Agradeciendo y marcando desafíos de futuro, Ricardo Lagos ha anunciado, con gesto digno, su retiro de la vida cívica activa. Comienza a silenciarse la voz de quien ha sido, como pocos, un hijo de su tiempo, a la vez que un líder con la mirada empinada hacia caminos nuevos. Su partida del debate público no puede sorprender a nadie, pero hace patente el vacío que deja el ocaso de una generación que marcó la historia de Chile, para bien, y a fuego. Aunque ninguna añoranza tendría sentido y el mensaje de Lagos, hablando de las transformaciones que trae y traerá la era digital, lo hace patente, si lo tiene mirar algo de su aleccionadora trayectoria.
Hijo de la educación pública, cuando esta no recelaba de la meritocracia, descolló intelectualmente, alcanzando una formación sólida no solo en derecho y en economía, sino, sobre todo, en un conocimiento profundo y reflexivo de la historia de Chile, que creo marcó como nada su impronta política.
Hijo, como toda su generación, de la Guerra Fría, supo recelar del dogma marxista y colaboró activamente en el surgimiento de una izquierda con vocación de mayorías, que valora sinceramente la democracia y el crecimiento como precondición de la superación de la pobreza y de la equidad. Ese socialismo democrático reformador y progresista ha marcado nuestra historia política contemporánea.
El valor y determinación que demostró para enfrentar la dictadura terminaron de transformarlo en un líder de la izquierda. No se obnubiló con su papel. Supo ver de lejos el camino de la paz y, como pocos, guio a los suyos por los caminos de la inscripción electoral y de la reconciliación, lo que no era fácil luego de los dolores padecidos.
Conquistada la democracia, resistió los cantos de sirena, negándose a competirle a Aylwin desde la izquierda. Ministro en los primeros gobiernos de la transición, tuvo, en Educación y en Obras Públicas, dos ventanas privilegiadas para tomarle el pulso a su gente y a su geografía, lo que terminó de galvanizar los sueños de un Chile más justo y más moderno que su presidencia podría ofrecer, y particularmente de los modos eficaces de hacerlo posible.
Los logros de su gobierno son conocidos y han sido destacados. Como su subsecretario del Interior, puedo dar testimonio de su capacidad de escuchar, cavilar y decidir; de su vigor para imponer el orden público a quienes pretendían desafiarlo, ya fuera con gestos insolentes o con actos violentos. Lo suyo no era el gozo de quien se engolosina en el ejercicio personal del poder, sino la conciencia del deber de defender el orden igualitario de la democracia y la autoridad del Presidente de Chile, elegido por el pueblo. Soy testigo también de la fuerza con la que defendió algunos de sus sueños de Chile y de la ductilidad y realismo a la hora de transar, a objeto de que no sucumbieran. En los últimos días de su gobierno, cuando tuve la oportunidad de despedirme y agradecerle, le manifesté lo que sigo pensando será su principal legado: Lagos ha sido, en muchos aspectos, uno de los grandes maestros de educación cívica que ha tenido Chile.

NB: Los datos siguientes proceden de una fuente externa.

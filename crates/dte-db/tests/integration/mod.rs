pub mod common;
mod job_queue_tests;
mod result_store_tests;
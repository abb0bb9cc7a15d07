pub mod config;
pub mod database;
pub mod queue;
pub mod store;

pub use config::DatabaseConfig;
pub use database::Database;
pub use queue::PgJobQueue;
pub use store::PgResultStore;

Conocedor como pocos de los recovecos de la política y de sus pequeñeces, se resistió siempre a quedarse en lo que él mismo llamó la hojarasca. Supo empinarse por sobre aquello, pues lo suyo era lo que él también denominara la mirada larga de la política; su vocación por construir historia.

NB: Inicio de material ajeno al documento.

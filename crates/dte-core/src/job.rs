use std::collections::BTreeMap;
use std::fmt;
use std::path::{Component, PathBuf};
use std::str::FromStr;

use chrono::{DateTime, Utc};
use serde::{Deserialize, Serialize};
use url::Url;
use uuid::Uuid;

use crate::error::{AppError, FailureClass};

/// Lifecycle status of a job.
#[derive(Debug, Clone, Copy, PartialEq, Eq, Hash, Serialize, Deserialize)]
#[serde(rename_all = "snake_case")]
pub enum JobStatus {
    Pending,
    Admitted,
    Running,
    Succeeded,
    /// An attempt failed and the retry decision has not been applied yet.
    Failed,
    Retrying,
    DeadLettered,
}

impl JobStatus {
    pub const ALL: [JobStatus; 7] = [
        JobStatus::Pending,
        JobStatus::Admitted,
        JobStatus::Running,
        JobStatus::Succeeded,
        JobStatus::Failed,
        JobStatus::Retrying,
        JobStatus::DeadLettered,
    ];

    pub fn as_str(&self) -> &'static str {
        match self {
            JobStatus::Pending => "pending",
            JobStatus::Admitted => "admitted",
            JobStatus::Running => "running",
            JobStatus::Succeeded => "succeeded",
            JobStatus::Failed => "failed",
            JobStatus::Retrying => "retrying",
            JobStatus::DeadLettered => "dead_lettered",
        }
    }

    pub fn is_terminal(&self) -> bool {
        matches!(self, JobStatus::Succeeded | JobStatus::DeadLettered)
    }
}

impl fmt::Display for JobStatus {
    fn fmt(&self, f: &mut fmt::Formatter<'_>) -> fmt::Result {
        write!(f, "{}", self.as_str())
    }
}

impl FromStr for JobStatus {
    type Err = String;

    fn from_str(s: &str) -> Result<Self, Self::Err> {
        match s.to_lowercase().as_str() {
            "pending" => Ok(JobStatus::Pending),
            "admitted" => Ok(JobStatus::Admitted),
            "running" => Ok(JobStatus::Running),
            "succeeded" => Ok(JobStatus::Succeeded),
            "failed" => Ok(JobStatus::Failed),
            "retrying" => Ok(JobStatus::Retrying),
            "dead_lettered" | "deadlettered" => Ok(JobStatus::DeadLettered),
            _ => Err(format!("Unknown job status: {}", s)),
        }
    }
}

/// Dispatch tier. Higher tiers are dequeued first; FIFO within a tier.
#[derive(
    Debug, Clone, Copy, Default, PartialEq, Eq, PartialOrd, Ord, Hash, Serialize, Deserialize,
)]
#[serde(rename_all = "lowercase")]
pub enum Priority {
    Low,
    #[default]
    Normal,
    High,
    Critical,
}

impl Priority {
    pub fn as_i16(&self) -> i16 {
        match self {
            Priority::Low => 0,
            Priority::Normal => 1,
            Priority::High => 2,
            Priority::Critical => 3,
        }
    }

    pub fn from_i16(value: i16) -> Self {
        match value {
            i16::MIN..=0 => Priority::Low,
            1 => Priority::Normal,
            2 => Priority::High,
            _ => Priority::Critical,
        }
    }
}

impl FromStr for Priority {
    type Err = String;

    fn from_str(s: &str) -> Result<Self, Self::Err> {
        match s.to_lowercase().as_str() {
            "low" => Ok(Priority::Low),
            "normal" => Ok(Priority::Normal),
            "high" => Ok(Priority::High),
            "critical" => Ok(Priority::Critical),
            _ => Err(format!("Unknown priority: {}", s)),
        }
    }
}

#[derive(Debug, Clone, Copy, Default, PartialEq, Eq, Serialize, Deserialize)]
#[serde(rename_all = "UPPERCASE")]
pub enum HttpMethod {
    #[default]
    Get,
    Post,
    Put,
    Patch,
    Delete,
    Head,
}

impl HttpMethod {
    pub fn as_str(&self) -> &'static str {
        match self {
            HttpMethod::Get => "GET",
            HttpMethod::Post => "POST",
            HttpMethod::Put => "PUT",
            HttpMethod::Patch => "PATCH",
            HttpMethod::Delete => "DELETE",
            HttpMethod::Head => "HEAD",
        }
    }

    fn allows_body(&self) -> bool {
        !matches!(self, HttpMethod::Get | HttpMethod::Head)
    }
}

impl FromStr for HttpMethod {
    type Err = String;

    fn from_str(s: &str) -> Result<Self, Self::Err> {
        match s.to_uppercase().as_str() {
            "GET" => Ok(HttpMethod::Get),
            "POST" => Ok(HttpMethod::Post),
            "PUT" => Ok(HttpMethod::Put),
            "PATCH" => Ok(HttpMethod::Patch),
            "DELETE" => Ok(HttpMethod::Delete),
            "HEAD" => Ok(HttpMethod::Head),
            _ => Err(format!("Unsupported HTTP method: {}", s)),
        }
    }
}

/// What a job does. Each variant knows how to validate itself and which
/// rate-limit key it falls under; executing it is the job of an
/// [`Executor`](crate::traits::Executor).
#[derive(Debug, Clone, PartialEq, Serialize, Deserialize)]
#[serde(tag = "kind", rename_all = "snake_case")]
pub enum JobTarget {
    /// Plain GET of a page.
    HttpFetch {
        url: String,
        #[serde(default, skip_serializing_if = "BTreeMap::is_empty")]
        headers: BTreeMap<String, String>,
    },
    /// JSON API request.
    ApiCall {
        url: String,
        #[serde(default)]
        method: HttpMethod,
        #[serde(default, skip_serializing_if = "Option::is_none")]
        body: Option<serde_json::Value>,
        #[serde(default, skip_serializing_if = "BTreeMap::is_empty")]
        headers: BTreeMap<String, String>,
    },
    /// Download a resource to a relative path under the executor's download root.
    FileDownload { url: String, destination: PathBuf },
}

impl JobTarget {
    pub fn http_fetch(url: impl Into<String>) -> Self {
        JobTarget::HttpFetch {
            url: url.into(),
            headers: BTreeMap::new(),
        }
    }

    pub fn api_call(
        url: impl Into<String>,
        method: HttpMethod,
        body: Option<serde_json::Value>,
    ) -> Self {
        JobTarget::ApiCall {
            url: url.into(),
            method,
            body,
            headers: BTreeMap::new(),
        }
    }

    pub fn file_download(url: impl Into<String>, destination: impl Into<PathBuf>) -> Self {
        JobTarget::FileDownload {
            url: url.into(),
            destination: destination.into(),
        }
    }

    pub fn kind(&self) -> &'static str {
        match self {
            JobTarget::HttpFetch { .. } => "http_fetch",
            JobTarget::ApiCall { .. } => "api_call",
            JobTarget::FileDownload { .. } => "file_download",
        }
    }

    pub fn url(&self) -> &str {
        match self {
            JobTarget::HttpFetch { url, .. }
            | JobTarget::ApiCall { url, .. }
            | JobTarget::FileDownload { url, .. } => url,
        }
    }

    pub fn headers(&self) -> Option<&BTreeMap<String, String>> {
        match self {
            JobTarget::HttpFetch { headers, .. } | JobTarget::ApiCall { headers, .. } => {
                Some(headers)
            }
            JobTarget::FileDownload { .. } => None,
        }
    }

    /// Check the target is well-formed. Nothing is resolved or fetched.
    pub fn validate(&self) -> Result<(), AppError> {
        parse_target_url(self.url())?;

        if let Some(headers) = self.headers() {
            for (name, value) in headers {
                if name.is_empty() || !name.bytes().all(is_header_token_byte) {
                    return Err(AppError::ValidationError(format!(
                        "Invalid header name '{name}'"
                    )));
                }
                if value.contains(['\r', '\n']) {
                    return Err(AppError::ValidationError(format!(
                        "Header '{name}' contains a line break"
                    )));
                }
            }
        }

        match self {
            JobTarget::ApiCall {
                method,
                body: Some(_),
                ..
            } if !method.allows_body() => Err(AppError::ValidationError(format!(
                "{} requests cannot carry a body",
                method.as_str()
            ))),
            JobTarget::FileDownload { destination, .. } => validate_destination(destination),
            _ => Ok(()),
        }
    }

    /// Rate-limit key for this target: `scheme://host:port`.
    pub fn target_key(&self) -> Result<String, AppError> {
        let url = parse_target_url(self.url())?;
        domain_key(&url)
            .ok_or_else(|| AppError::ValidationError(format!("URL has no host: {}", self.url())))
    }
}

Lagos ha sido un hijo del siglo XX con la mirada puesta en el XXI. También un ejemplar descollante de cómo entendió y practicó la política una generación que habiendo sido y podido quedarse puramente como víctimas del golpe, lo asumieron también como su propio fracaso, y de ello sacaron lecciones que les marcaron a fuego.
Si él ha querido sellar su despedida con la impronta del agradecimiento, yo no podría sino despedirlo de la misma forma: agradecido y con admiración, porque creo que, además de sus logros, su liderazgo y su grandeza permanecen entre nosotros. Quedamos los que de él aprendimos. Sentimos el vacío. No es la hora de añoranzas, sí del homenaje que nos permite atesorar e intentar rescatar lo que debiera ser permanente: su forma de concebir el compromiso con la política, esa clase de política que quedará en la historia de Chile.